Penukal Abab Lematang Ilir Regency (often abbreviated to PALI Regency) is a regency of South Sumatra Province, Indonesia. It takes its name from the three main rivers which flow through that area - the Penukal River, Abab River and Lematang River - while the name Ilir means "downstream" (denoting the downstream part of the Lematang River). The town of Talang Ubi is the administrative centre of this regency. The regency borders Musi Banyuasin Regency to the north, Banyuasin Regency, and Muara Enim Regency to the east and the south, and by Musi Rawas Regency, and Muara Enim Regency to the west.

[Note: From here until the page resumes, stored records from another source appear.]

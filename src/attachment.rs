//! Attachment CRUD. Bodies are opaque bytes and never parsed.

use bytes::Bytes;

use crate::client::Client;
use crate::error::{CouchResult, Operation};
use crate::path;
use crate::transport::Request;
use crate::types::document::{Attachment, Document, RevResponse};

pub const DEFAULT_CONTENT_TYPE: &str = "application/octet-stream";

impl Client {
    /// Attach `data` to revision `rev` of a document. Returns the document's new revision.
    ///
    /// Without a `rev` the server creates the document along with its first attachment.
    pub async fn create_attachment(
        &self,
        db: &str,
        id: &str,
        rev: Option<&str>,
        name: &str,
        data: impl Into<Bytes>,
        content_type: Option<&str>,
    ) -> CouchResult<Option<String>> {
        let data = data.into();
        self.put_attachment(Operation::CreateAttachment, db, id, rev, name, data, content_type)
            .await
    }

    /// Replace an existing attachment. Returns the document's new revision.
    pub async fn update_attachment(
        &self,
        db: &str,
        id: &str,
        rev: Option<&str>,
        name: &str,
        data: impl Into<Bytes>,
        content_type: Option<&str>,
    ) -> CouchResult<Option<String>> {
        let data = data.into();
        self.put_attachment(Operation::UpdateAttachment, db, id, rev, name, data, content_type)
            .await
    }

    #[allow(clippy::too_many_arguments)]
    async fn put_attachment(
        &self,
        operation: Operation,
        db: &str,
        id: &str,
        rev: Option<&str>,
        name: &str,
        data: Bytes,
        content_type: Option<&str>,
    ) -> CouchResult<Option<String>> {
        let request = Request::put(path::attachment(db, id, name))
            .query_opt("rev", rev)
            .binary_body(data, content_type.unwrap_or(DEFAULT_CONTENT_TYPE));

        let response = self.send(request).await?;
        if response.status_in(&[200, 201, 202]) {
            let body: RevResponse = Self::decode(operation, &response)?;
            return Ok(Some(body.rev));
        }

        self.failed(operation, &response, None)
    }

    /// Remove an attachment. Returns the document's new revision.
    pub async fn delete_attachment(
        &self,
        db: &str,
        id: &str,
        rev: Option<&str>,
        name: &str,
    ) -> CouchResult<Option<String>> {
        let request = Request::delete(path::attachment(db, id, name)).query_opt("rev", rev);

        let response = self.send(request).await?;
        if response.status_in(&[200, 201]) {
            let body: RevResponse = Self::decode(Operation::DeleteAttachment, &response)?;
            return Ok(Some(body.rev));
        }

        self.failed(Operation::DeleteAttachment, &response, None)
    }

    /// Fetch an attachment body, wrapped in a document that carries the
    /// caller's `id` and `rev`. Without a `rev` the current one is read and
    /// the returned `rev` is empty.
    pub async fn retrieve_attachment(
        &self,
        db: &str,
        id: &str,
        rev: Option<&str>,
        name: &str,
    ) -> CouchResult<Option<Document>> {
        let request = Request::get(path::attachment(db, id, name)).query_opt("rev", rev);

        let response = self.send(request).await?;
        if !response.status_in(&[200, 201]) {
            return self.failed(Operation::RetrieveAttachment, &response, None);
        }

        let content_type = response.content_type().map(str::to_owned);
        let attachment = Attachment {
            name: name.to_owned(),
            content_type,
            data: response.body,
        };
        Ok(Some(Document {
            id: id.to_owned(),
            rev: rev.unwrap_or_default().to_owned(),
            attachments: Some(vec![attachment]),
            ..Document::default()
        }))
    }
}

The regency was established on 14 December 2012, comprising five districts which were formerly part of Muara Enim Regency. These five districts had a combined area of 1,840.00 km^{2} and a population of 165,474 at the 2010 Census and 194,900 at the 2020 Census; the official estimate as at mid 2025 was 217,497 (comprising 110,336 males and 107,161 females).

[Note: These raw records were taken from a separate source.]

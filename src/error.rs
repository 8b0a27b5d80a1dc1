//! Error types and the per-operation status decision tables.
//!
//! A non-success HTTP status is only an error when the client runs in
//! [`ErrorMode::Surface`](crate::ErrorMode::Surface); it is then reported as a
//! [`ServerFailure`]. Transport and protocol problems are errors in every mode.

use std::backtrace::Backtrace;
use std::fmt;

use chrono::{DateTime, Utc};
use http::StatusCode;
use serde::Deserialize;
use uuid::Uuid;

use crate::transport::RawResponse;

/// Result type for client operations.
pub type CouchResult<T> = Result<T, CouchError>;

/// Boxed error raised by a [`Transport`](crate::Transport) implementation.
pub type BoxError = Box<dyn std::error::Error + Send + Sync>;

/// Errors that can occur during client operations.
#[derive(Debug, thiserror::Error)]
pub enum CouchError {
    /// The server answered with a status the operation does not treat as success.
    #[error("{0}")]
    Server(Box<ServerFailure>),

    /// The request never produced an HTTP response (connection refused, timeout, TLS).
    #[error("transport error: {0}")]
    Transport(#[source] BoxError),

    /// A success response did not have the shape the operation expects.
    #[error("unexpected response to {operation}: {message}")]
    Protocol {
        operation: Operation,
        message: String,
    },

    /// The caller's value could not be encoded as JSON.
    #[error("failed to serialize request body: {0}")]
    Serialization(#[source] serde_json::Error),

    /// The configured endpoint is not a valid URL.
    #[error("invalid endpoint url: {0}")]
    InvalidUrl(#[from] url::ParseError),

    /// A configuration value could not be parsed.
    #[error("invalid configuration: {0}")]
    Config(String),
}

impl From<ServerFailure> for CouchError {
    fn from(failure: ServerFailure) -> Self {
        CouchError::Server(Box::new(failure))
    }
}

impl From<reqwest::Error> for CouchError {
    fn from(err: reqwest::Error) -> Self {
        CouchError::Transport(Box::new(err))
    }
}

impl CouchError {
    pub(crate) fn protocol(operation: Operation, message: impl fmt::Display) -> Self {
        CouchError::Protocol {
            operation,
            message: message.to_string(),
        }
    }

    /// Returns the structured server report if this is a surfaced failure.
    pub fn failure(&self) -> Option<&ServerFailure> {
        match self {
            CouchError::Server(failure) => Some(failure),
            _ => None,
        }
    }

    /// Returns the HTTP status if this is a surfaced failure.
    pub fn status(&self) -> Option<StatusCode> {
        self.failure().map(|failure| failure.status)
    }

    /// Returns true if the server rejected a write because of a stale or missing revision.
    pub fn is_conflict(&self) -> bool {
        self.status() == Some(StatusCode::CONFLICT)
    }

    /// Returns true if the server reported a missing database, document or attachment.
    pub fn is_not_found(&self) -> bool {
        self.status() == Some(StatusCode::NOT_FOUND)
    }

    /// Returns true if no HTTP response was received.
    pub fn is_transport(&self) -> bool {
        matches!(self, CouchError::Transport(_))
    }
}

/// Terminal report of a non-success server response.
///
/// Carries no retry hint. `id` and `occurred_at` exist so a report can be
/// correlated with logs after the fact.
#[derive(Debug)]
pub struct ServerFailure {
    pub occurred_at: DateTime<Utc>,
    pub id: Uuid,
    /// Human summary derived from the operation and status code.
    pub title: String,
    /// `"[{error}] {reason}"` as reported by the server.
    pub description: String,
    pub stack_trace: String,
    pub status: StatusCode,
    pub operation: Operation,
}

/// CouchDB's failure body: `{"error": "...", "reason": "..."}`.
#[derive(Deserialize)]
struct ErrorBody {
    error: String,
    #[serde(default)]
    reason: String,
}

impl ServerFailure {
    pub(crate) fn from_response(operation: Operation, response: &RawResponse) -> Self {
        let description = match response.json::<ErrorBody>() {
            Ok(body) => format!("[{}] {}", body.error, body.reason),
            // 304 and HEAD-like answers have no body; anything else is passed through as text
            Err(_) => response.text().trim().to_owned(),
        };

        ServerFailure {
            occurred_at: Utc::now(),
            id: Uuid::new_v4(),
            title: operation.title(response.status),
            description,
            stack_trace: Backtrace::capture().to_string(),
            status: response.status,
            operation,
        }
    }
}

impl fmt::Display for ServerFailure {
    fn fmt(&self, f: &mut fmt::Formatter<'_>) -> fmt::Result {
        if self.description.is_empty() {
            write!(f, "{}", self.title)
        } else {
            write!(f, "{}: {}", self.title, self.description)
        }
    }
}

/// Every operation the client maps onto the CouchDB REST surface.
///
/// Each operation owns a fixed lookup table from HTTP status to failure title.
#[derive(Debug, Clone, Copy, PartialEq, Eq, Hash)]
pub enum Operation {
    RetrieveUuid,
    RetrieveStatus,
    CreateDatabase,
    DeleteDatabase,
    ListDatabases,
    DatabaseInfo,
    CreateDocument,
    RetrieveDocument,
    RetrieveRevisionInfo,
    UpdateDocument,
    DeleteDocument,
    ListDocuments,
    CreateAttachment,
    UpdateAttachment,
    DeleteAttachment,
    RetrieveAttachment,
}

const BAD_DATABASE_NAME: &str = "400 Bad Request - invalid database name";
const ADMIN_REQUIRED: &str = "401 Unauthorized - server administrator privileges required";
const BAD_REQUEST: &str = "400 Bad Request - invalid request body or parameters";
const WRITE_REQUIRED: &str = "401 Unauthorized - write privileges required";
const READ_REQUIRED: &str = "401 Unauthorized - read privilege required";
const ATTACHMENT_NOT_FOUND: &str =
    "404 Not Found - specified database, document or attachment was not found";
const ATTACHMENT_CONFLICT: &str =
    "409 Conflict - document's revision wasn't specified or it's not the latest";

impl Operation {
    pub fn name(self) -> &'static str {
        match self {
            Operation::RetrieveUuid => "retrieve uuid",
            Operation::RetrieveStatus => "retrieve status",
            Operation::CreateDatabase => "create database",
            Operation::DeleteDatabase => "delete database",
            Operation::ListDatabases => "list databases",
            Operation::DatabaseInfo => "database info",
            Operation::CreateDocument => "create document",
            Operation::RetrieveDocument => "retrieve document",
            Operation::RetrieveRevisionInfo => "retrieve revision info",
            Operation::UpdateDocument => "update document",
            Operation::DeleteDocument => "delete document",
            Operation::ListDocuments => "list documents",
            Operation::CreateAttachment => "create attachment",
            Operation::UpdateAttachment => "update attachment",
            Operation::DeleteAttachment => "delete attachment",
            Operation::RetrieveAttachment => "retrieve attachment",
        }
    }

    /// Failure title for `status`. Codes missing from the table get a generic
    /// title carrying the raw code.
    pub fn title(self, status: StatusCode) -> String {
        let known = match (self, status.as_u16()) {
            (Operation::RetrieveUuid, _) => Some("failed to retrieve a uuid"),
            (Operation::RetrieveStatus, _) => Some("unable to get the server status"),
            (Operation::DatabaseInfo, _) => Some("database not found"),

            (Operation::CreateDatabase | Operation::DeleteDatabase, 400) => Some(BAD_DATABASE_NAME),
            (Operation::CreateDatabase | Operation::DeleteDatabase, 401) => Some(ADMIN_REQUIRED),
            (Operation::CreateDatabase, 412) => {
                Some("412 Precondition Failed - database already exists")
            }
            (Operation::DeleteDatabase, 404) => Some("404 Not Found - database doesn't exist"),

            (Operation::CreateDocument, 202) => {
                Some("202 Accepted - document data accepted, but not yet stored on disk")
            }
            (Operation::CreateDocument | Operation::DeleteDocument, 400) => Some(BAD_REQUEST),
            (Operation::CreateDocument | Operation::DeleteDocument, 401) => Some(WRITE_REQUIRED),
            (Operation::CreateDocument | Operation::DeleteDocument, 404) => {
                Some("404 Not Found - specified database or document id doesn't exist")
            }
            (Operation::CreateDocument, 409) => Some(
                "409 Conflict - document with the specified id already exists or specified \
                 revision is not latest for target document",
            ),
            (Operation::DeleteDocument, 409) => {
                Some("409 Conflict - specified revision is not the latest for target document")
            }

            (Operation::RetrieveDocument, 304) => {
                Some("304 Not Modified - document wasn't modified since specified revision")
            }
            (Operation::RetrieveDocument, 400) => {
                Some("400 Bad Request - the format of the request or revision was invalid")
            }
            (Operation::RetrieveDocument | Operation::RetrieveAttachment, 401) => {
                Some(READ_REQUIRED)
            }
            (Operation::RetrieveDocument, 404) => Some("404 Not Found - document not found"),

            (
                Operation::CreateAttachment
                | Operation::UpdateAttachment
                | Operation::DeleteAttachment,
                code,
            ) => match code {
                400 => Some(BAD_REQUEST),
                401 => Some(WRITE_REQUIRED),
                404 => Some(ATTACHMENT_NOT_FOUND),
                409 => Some(ATTACHMENT_CONFLICT),
                _ => None,
            },

            (Operation::RetrieveAttachment, 304) => Some(
                "304 Not Modified - attachment wasn't modified if ETag equals specified \
                 If-None-Match header",
            ),
            (Operation::RetrieveAttachment, 404) => Some(ATTACHMENT_NOT_FOUND),

            _ => None,
        };

        match known {
            Some(title) => title.to_owned(),
            None => format!("unknown status code encountered: {}", status.as_u16()),
        }
    }
}

impl fmt::Display for Operation {
    fn fmt(&self, f: &mut fmt::Formatter<'_>) -> fmt::Result {
        f.write_str(self.name())
    }
}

==Administrative districts==
Penukal Abab Lematang Ilir Regency is composed of the following five districts (kecamatan), listed below with their areas and populations at the 2010 Census and 2020 Census, together with the official estimates as at mid 2025. The table also includes the locations of the district administrative centres, the number of administrative villages in each district (totaling 65 rural desa and 6 urban kelurahan, the latter all in Talang Ubi District), and their postal codes.

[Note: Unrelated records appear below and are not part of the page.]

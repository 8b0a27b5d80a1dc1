//! # CouchDB client
//!
//! Typed access to the CouchDB 1.5 REST API: database lifecycle, document CRUD
//! with revision tracking, attachments and ranged enumeration of documents.
//!
//! Every operation is a method on [`Client`] that performs one HTTP round trip
//! and maps the answer onto a typed result. How a non-success status is
//! reported depends on the configured [`ErrorMode`]:
//!
//! - [`ErrorMode::Suppress`] (default) turns it into `None`, `false` or an
//!   empty list;
//! - [`ErrorMode::Surface`] turns it into a [`CouchError::Server`] carrying a
//!   [`ServerFailure`] report.
//!
//! Transport failures and malformed success bodies are errors in both modes.
//!
//! Conflicting writes are never retried here. A stale revision comes back as a
//! 409 outcome ([`CouchError::is_conflict`]); re-fetch, re-apply and try again.
//!
//! # Example
//!
//! ```ignore
//! use couch_client::{Client, ClientConfig, ErrorMode, RetrieveOptions};
//! use serde_json::json;
//!
//! #[tokio::main]
//! async fn main() -> couch_client::CouchResult<()> {
//!     let client = Client::new(ClientConfig::default().with_error_mode(ErrorMode::Surface))?;
//!
//!     client.create_database("t1").await?;
//!     let doc = client
//!         .create_document("t1", None, &json!({"a": 1}))
//!         .await?
//!         .expect("surface mode never yields None");
//!
//!     let fetched = client
//!         .retrieve_document("t1", &doc.id, RetrieveOptions::default())
//!         .await?;
//!     println!("{:?}", fetched);
//!
//!     client.delete_document("t1", &doc.id, &doc.rev).await?;
//!     client.delete_database("t1").await?;
//!     Ok(())
//! }
//! ```

mod attachment;
mod client;
mod database;
mod document;
mod path;

pub mod config;
pub mod error;
pub mod transport;
pub mod types;

pub use attachment::DEFAULT_CONTENT_TYPE;
pub use client::Client;
pub use config::{AuthMethod, ClientConfig, ErrorMode, SUPPORTED_VERSION};
pub use error::{BoxError, CouchError, CouchResult, Operation, ServerFailure};
pub use transport::{Body, HttpTransport, RawResponse, Request, Transport};
pub use types::document::{
    Attachment, Document, DocumentId, DocumentRange, DocumentRef, RetrieveOptions,
};
pub use types::revision::{RevisionInfo, RevisionStatus};
pub use types::system::{DatabaseInfo, Sequence, ServerInfo, Vendor};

| Kode Wilayah | Name of District (kecamatan) | Area in km^{2} | Pop'n Census 2010 | Pop'n Census 2020 | Pop'n Estimate mid 2025 | Admin centre | No. of villages | Post code |
|---|---|---|---|---|---|---|---|---|
| 16.12.01 | Talang Ubi (a) | 648.40 | 67,258 | 83,669 | 95,644 | Handayani Mulia | 20 ^{(b)} | 31214 ^{(c)} |
| 16.12.05 | Tanah Abang | 156.60 | 27,237 | 30,576 | 34,429 | Tanah Abang Selatan | 17 | 31314 |
| 16.12.04 | Abab | 416.00 | 23,207 | 27,058 | 29,460 | Prabumenang | 8 | 31315 |
| 16.12.03 | Penukal | 272.00 | 26,978 | 30,178 | 32,508 | Babat | 13 | 31316 |
| 16.12.02 | Penukal Utara (North Penukal) | 347.00 | 20,794 | 23,419 | 25,456 | Betung | 13 | 31317 |
|  | Totals | 1,840.00 | 154,474 | 194,900 | 217,497 | Talang Ubi | 71 |  |

Notes: (a) the four kelurahan forming Talang Ubi town (Talang Ubi Barat, Talang Ubi Selatan, Talang Ubi Timur and Talang Ubi Utara) together had a population of 36,693 at the mid-2024 official estimates. The other two kelurahan are Handayani Mulya (8,767 in 2024) and Pasar Bhayangkara (6,270), situated immediately to the southeast and southwest respectively of the town, to give a total kelurahan population of 51,730.
(b) of which 6 are urban kelurahan and 14 are rural desa.
(c) 17 villages within the district share the postcode of 31214 (including Talang Ubi Utara, Handayani Mulya and Pasar Bhayangkara); the others are Talang Ubi Barat (with postcode of 31211), Talang Ubi Selatan (with postcode of 31212) and Talang Ubi Timur (with postcode of 31213).